* [WORK TO BE COMPLETED]:
Every entry must come back exactly as it was written.

━━━ GIVEN ENTRIES ━━━

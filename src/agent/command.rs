//! Agent backed by an external command speaking JSON lines.
//!
//! The command is started as `<command> <args…> --session-id <id> [--resume]`
//! in the configured working directory. Every stdout line is one
//! [`AgentEvent`] object; viewer actions are written to stdin as one JSON
//! object per line (`message`, `interrupt`, `permission_response`,
//! `question_response`). Stderr is forwarded to the log.
//!
//! The child is spawned with `kill_on_drop(true)` and is killed when either
//! the session is closed or the manager's cancellation token fires.

use std::collections::HashMap;
use std::path::Path;
use std::process::Stdio;
use std::sync::Arc;

use async_trait::async_trait;
use serde::Serialize;
use tokio::io::{AsyncBufReadExt, AsyncWriteExt, BufReader};
use tokio::process::{ChildStdin, Command};
use tokio::sync::{mpsc, Mutex};
use tokio_util::sync::CancellationToken;
use tracing::{debug, info, warn};

use super::{Agent, AgentError, AgentEvent, AgentProcess, AgentSession, PermissionChoice};

/// Buffered events per process before the reader applies back-pressure.
const EVENT_BUFFER: usize = 256;

/// Launches one child process per session.
pub struct CommandAgent {
    command: String,
    args: Vec<String>,
}

impl CommandAgent {
    pub fn new(command: impl Into<String>, args: Vec<String>) -> Self {
        Self {
            command: command.into(),
            args,
        }
    }
}

/// One line written to the child's stdin.
#[derive(Serialize)]
#[serde(tag = "type", rename_all = "snake_case")]
enum AgentInput<'a> {
    Message {
        content: &'a str,
    },
    Interrupt,
    PermissionResponse {
        request_id: &'a str,
        choice: PermissionChoice,
    },
    QuestionResponse {
        request_id: &'a str,
        answers: Option<HashMap<String, String>>,
    },
}

struct CommandSession {
    session_id: String,
    stdin: Mutex<Option<ChildStdin>>,
    stop: CancellationToken,
}

impl CommandSession {
    async fn write(&self, input: &AgentInput<'_>) -> Result<(), AgentError> {
        let mut line = serde_json::to_vec(input)?;
        line.push(b'\n');
        let mut guard = self.stdin.lock().await;
        let stdin = guard.as_mut().ok_or(AgentError::NotRunning)?;
        if let Err(e) = stdin.write_all(&line).await {
            // Broken pipe: the child is gone, later writes fail fast.
            guard.take();
            return Err(e.into());
        }
        stdin.flush().await?;
        Ok(())
    }
}

#[async_trait]
impl AgentSession for CommandSession {
    async fn send_message(&self, content: &str) -> Result<(), AgentError> {
        self.write(&AgentInput::Message { content }).await
    }

    async fn send_interrupt(&self) -> Result<(), AgentError> {
        self.write(&AgentInput::Interrupt).await
    }

    async fn send_permission_response(
        &self,
        request_id: &str,
        choice: PermissionChoice,
    ) -> Result<(), AgentError> {
        self.write(&AgentInput::PermissionResponse { request_id, choice })
            .await
    }

    async fn send_question_response(
        &self,
        request_id: &str,
        answers: Option<HashMap<String, String>>,
    ) -> Result<(), AgentError> {
        self.write(&AgentInput::QuestionResponse {
            request_id,
            answers,
        })
        .await
    }

    async fn close(&self) {
        self.stdin.lock().await.take();
        self.stop.cancel();
        debug!(session_id = %self.session_id, "agent session close requested");
    }
}

#[async_trait]
impl Agent for CommandAgent {
    async fn start(
        &self,
        cancel: CancellationToken,
        work_dir: &Path,
        session_id: &str,
        resume: bool,
    ) -> Result<AgentProcess, AgentError> {
        let mut cmd = Command::new(&self.command);
        cmd.args(&self.args)
            .arg("--session-id")
            .arg(session_id)
            .current_dir(work_dir)
            .stdin(Stdio::piped())
            .stdout(Stdio::piped())
            .stderr(Stdio::piped())
            .kill_on_drop(true);
        if resume {
            cmd.arg("--resume");
        }
        let mut child = cmd.spawn()?;
        let pid = child.id();

        let stdin = child.stdin.take();
        let stdout = child.stdout.take().ok_or(AgentError::NotRunning)?;
        let stderr = child.stderr.take();

        let (tx, rx) = mpsc::channel(EVENT_BUFFER);
        let stop = cancel.child_token();

        let sid = session_id.to_string();
        tokio::spawn(async move {
            let mut lines = BufReader::new(stdout).lines();
            loop {
                match lines.next_line().await {
                    Ok(Some(line)) if line.trim().is_empty() => {}
                    Ok(Some(line)) => match serde_json::from_str::<AgentEvent>(&line) {
                        Ok(event) => {
                            if tx.send(event).await.is_err() {
                                break;
                            }
                        }
                        Err(e) => warn!(session_id = %sid, "skipping unparseable agent output: {e}"),
                    },
                    Ok(None) => break,
                    Err(e) => {
                        warn!(session_id = %sid, "agent stdout read failed: {e}");
                        break;
                    }
                }
            }
        });

        if let Some(stderr) = stderr {
            let sid = session_id.to_string();
            tokio::spawn(async move {
                let mut lines = BufReader::new(stderr).lines();
                while let Ok(Some(line)) = lines.next_line().await {
                    debug!(session_id = %sid, stderr = %line, "agent stderr");
                }
            });
        }

        let watch = stop.clone();
        let sid = session_id.to_string();
        tokio::spawn(async move {
            let stopped = tokio::select! {
                status = child.wait() => {
                    info!(session_id = %sid, ?status, "agent process exited");
                    false
                }
                () = watch.cancelled() => true,
            };
            if stopped {
                if let Err(e) = child.kill().await {
                    warn!(session_id = %sid, "failed to kill agent process: {e}");
                }
                info!(session_id = %sid, "agent process killed");
            }
        });

        info!(session_id, ?pid, resume, "agent process started");
        Ok(AgentProcess {
            session: Arc::new(CommandSession {
                session_id: session_id.to_string(),
                stdin: Mutex::new(stdin),
                stop,
            }),
            events: rx,
        })
    }
}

━━━

* [EXERCISE ANSWER]:
filename src/agent/command.rs
//! Agent backed by an external command speaking JSON lines.
//!
//! The command is started as `<command> <args…> --session-id <id> [--resume]`
//! in the configured working directory. Every stdout line is one
//! [`AgentEvent`] object; viewer actions are written to stdin as one JSON
//! object per line (`message`, `interrupt`, `permission_response`,
//! `question_response`). Stderr is forwarded to the log.
//!
//! The child is spawned with `kill_on_drop(true)` and is killed when either
//! the session is closed or the manager's cancellation token fires.

use std::collections::HashMap;
use std::path::Path;
use std::process::Stdio;
use std::sync::Arc;

use async_trait::async_trait;
use serde::Serialize;
use tokio::io::{AsyncBufReadExt, AsyncWriteExt, BufReader};
use tokio::process::{ChildStdin, Command};
use tokio::sync::{mpsc, Mutex};
use tokio_util::sync::CancellationToken;
use tracing::{debug, info, warn};

use super::{Agent, AgentError, AgentEvent, AgentProcess, AgentSession, PermissionChoice};

/// Buffered events per process before the reader applies back-pressure.
const EVENT_BUFFER: usize = 256;

/// Launches one child process per session.
pub struct CommandAgent {
    command: String,
    args: Vec<String>,
}

impl CommandAgent {
    pub fn new(command: impl Into<String>, args: Vec<String>) -> Self {
        Self {
            command: command.into(),
            args,
        }
    }
}

/// One line written to the child's stdin.
#[derive(Serialize)]
#[serde(tag = "type", rename_all = "snake_case")]
enum AgentInput<'a> {
    Message {
        content: &'a str,
    },
    Interrupt,
    PermissionResponse {
        request_id: &'a str,
        choice: PermissionChoice,
    },
    QuestionResponse {
        request_id: &'a str,
        answers: Option<HashMap<String, String>>,
    },
}

struct CommandSession {
    session_id: String,
    stdin: Mutex<Option<ChildStdin>>,
    stop: CancellationToken,
}

impl CommandSession {
    async fn write(&self, input: &AgentInput<'_>) -> Result<(), AgentError> {
        let mut line = serde_json::to_vec(input)?;
        line.push(b'\n');
        let mut guard = self.stdin.lock().await;
        let stdin = guard.as_mut().ok_or(AgentError::NotRunning)?;
        if let Err(e) = stdin.write_all(&line).await {
            // Broken pipe: the child is gone, later writes fail fast.
            guard.take();
            return Err(e.into());
        }
        stdin.flush().await?;
        Ok(())
    }
}

#[async_trait]
impl AgentSession for CommandSession {
    async fn send_message(&self, content: &str) -> Result<(), AgentError> {
        self.write(&AgentInput::Message { content }).await
    }

    async fn send_interrupt(&self) -> Result<(), AgentError> {
        self.write(&AgentInput::Interrupt).await
    }

    async fn send_permission_response(
        &self,
        request_id: &str,
        choice: PermissionChoice,
    ) -> Result<(), AgentError> {
        self.write(&AgentInput::PermissionResponse { request_id, choice })
            .await
    }

    async fn send_question_response(
        &self,
        request_id: &str,
        answers: Option<HashMap<String, String>>,
    ) -> Result<(), AgentError> {
        self.write(&AgentInput::QuestionResponse {
            request_id,
            answers,
        })
        .await
    }

    async fn close(&self) {
        self.stdin.lock().await.take();
        self.stop.cancel();
        debug!(session_id = %self.session_id, "agent session close requested");
    }
}

#[async_trait]
impl Agent for CommandAgent {
    async fn start(
        &self,
        cancel: CancellationToken,
        work_dir: &Path,
        session_id: &str,
        resume: bool,
    ) -> Result<AgentProcess, AgentError> {
        let mut cmd = Command::new(&self.command);
        cmd.args(&self.args)
            .arg("--session-id")
            .arg(session_id)
            .current_dir(work_dir)
            .stdin(Stdio::piped())
            .stdout(Stdio::piped())
            .stderr(Stdio::piped())
            .kill_on_drop(true);
        if resume {
            cmd.arg("--resume");
        }
        let mut child = cmd.spawn()?;
        let pid = child.id();

        let stdin = child.stdin.take();
        let stdout = child.stdout.take().ok_or(AgentError::NotRunning)?;
        let stderr = child.stderr.take();

        let (tx, rx) = mpsc::channel(EVENT_BUFFER);
        let stop = cancel.child_token();

        let sid = session_id.to_string();
        tokio::spawn(async move {
            let mut lines = BufReader::new(stdout).lines();
            loop {
                match lines.next_line().await {
                    Ok(Some(line)) if line.trim().is_empty() => {}
                    Ok(Some(line)) => match serde_json::from_str::<AgentEvent>(&line) {
                        Ok(event) => {
                            if tx.send(event).await.is_err() {
                                break;
                            }
                        }
                        Err(e) => warn!(session_id = %sid, "skipping unparseable agent output: {e}"),
                    },
                    Ok(None) => break,
                    Err(e) => {
                        warn!(session_id = %sid, "agent stdout read failed: {e}");
                        break;
                    }
                }
            }
        });

        if let Some(stderr) = stderr {
            let sid = session_id.to_string();
            tokio::spawn(async move {
                let mut lines = BufReader::new(stderr).lines();
                while let Ok(Some(line)) = lines.next_line().await {
                    debug!(session_id = %sid, stderr = %line, "agent stderr");
                }
            });
        }

        let watch = stop.clone();
        let sid = session_id.to_string();
        tokio::spawn(async move {
            let stopped = tokio::select! {
                status = child.wait() => {
                    info!(session_id = %sid, ?status, "agent process exited");
                    false
                }
                () = watch.cancelled() => true,
            };
            if stopped {
                if let Err(e) = child.kill().await {
                    warn!(session_id = %sid, "failed to kill agent process: {e}");
                }
                info!(session_id = %sid, "agent process killed");
            }
        });

        info!(session_id, ?pid, resume, "agent process started");
        Ok(AgentProcess {
            session: Arc::new(CommandSession {
                session_id: session_id.to_string(),
                stdin: Mutex::new(stdin),
                stop,
            }),
            events: rx,
        })
    }
}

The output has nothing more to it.